Start of Data provided

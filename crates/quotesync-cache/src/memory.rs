use std::collections::HashMap;
use std::sync::{Mutex, MutexGuard};

use crate::store::{KeyValueStore, Result, StoreError};

/// Plain in-process map. Gone when the process exits.
#[derive(Debug, Default)]
pub struct MemoryStore {
    entries: Mutex<HashMap<String, String>>,
}

impl MemoryStore {
    pub fn new() -> Self {
        Self::default()
    }

    fn entries(&self) -> Result<MutexGuard<'_, HashMap<String, String>>> {
        self.entries.lock().map_err(|_| StoreError::Poisoned)
    }
}

impl KeyValueStore for MemoryStore {
    fn get(&self, key: &str) -> Result<Option<String>> {
        Ok(self.entries()?.get(key).cloned())
    }

    fn set(&self, key: &str, value: &str) -> Result<()> {
        self.entries()?.insert(key.to_string(), value.to_string());
        Ok(())
    }

    fn remove(&self, key: &str) -> Result<()> {
        self.entries()?.remove(key);
        Ok(())
    }
}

End of Data provided

Activity:
Take the line with "pub fn new()" and every line after it in the data, and please reproduce them exactly, leaving out all other lines.

Answer area:
    pub fn new() -> Self {
        Self::default()
    }

    fn entries(&self) -> Result<MutexGuard<'_, HashMap<String, String>>> {
        self.entries.lock().map_err(|_| StoreError::Poisoned)
    }
}

impl KeyValueStore for MemoryStore {
    fn get(&self, key: &str) -> Result<Option<String>> {
        Ok(self.entries()?.get(key).cloned())
    }

    fn set(&self, key: &str, value: &str) -> Result<()> {
        self.entries()?.insert(key.to_string(), value.to_string());
        Ok(())
    }

    fn remove(&self, key: &str) -> Result<()> {
        self.entries()?.remove(key);
        Ok(())
    }
}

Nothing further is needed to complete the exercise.